Every entry below is to be copied exactly, with nothing left out.

━━━ Provided data ━━━

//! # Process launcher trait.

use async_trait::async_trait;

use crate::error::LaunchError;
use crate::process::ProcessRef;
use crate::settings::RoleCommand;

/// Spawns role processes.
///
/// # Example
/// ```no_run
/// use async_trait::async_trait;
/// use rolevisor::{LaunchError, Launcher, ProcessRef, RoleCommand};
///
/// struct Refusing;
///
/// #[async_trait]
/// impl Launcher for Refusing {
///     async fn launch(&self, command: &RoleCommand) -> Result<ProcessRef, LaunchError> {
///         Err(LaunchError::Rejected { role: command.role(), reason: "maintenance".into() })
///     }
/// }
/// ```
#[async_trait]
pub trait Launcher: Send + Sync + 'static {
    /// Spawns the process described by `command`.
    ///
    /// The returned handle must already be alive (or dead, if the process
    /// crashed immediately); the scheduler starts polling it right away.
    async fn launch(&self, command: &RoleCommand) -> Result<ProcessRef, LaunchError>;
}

━━━

Finished task =>
//! # Process launcher trait.

use async_trait::async_trait;

use crate::error::LaunchError;
use crate::process::ProcessRef;
use crate::settings::RoleCommand;

/// Spawns role processes.
///
/// # Example
/// ```no_run
/// use async_trait::async_trait;
/// use rolevisor::{LaunchError, Launcher, ProcessRef, RoleCommand};
///
/// struct Refusing;
///
/// #[async_trait]
/// impl Launcher for Refusing {
///     async fn launch(&self, command: &RoleCommand) -> Result<ProcessRef, LaunchError> {
///         Err(LaunchError::Rejected { role: command.role(), reason: "maintenance".into() })
///     }
/// }
/// ```
#[async_trait]
pub trait Launcher: Send + Sync + 'static {
    /// Spawns the process described by `command`.
    ///
    /// The returned handle must already be alive (or dead, if the process
    /// crashed immediately); the scheduler starts polling it right away.
    async fn launch(&self, command: &RoleCommand) -> Result<ProcessRef, LaunchError>;
}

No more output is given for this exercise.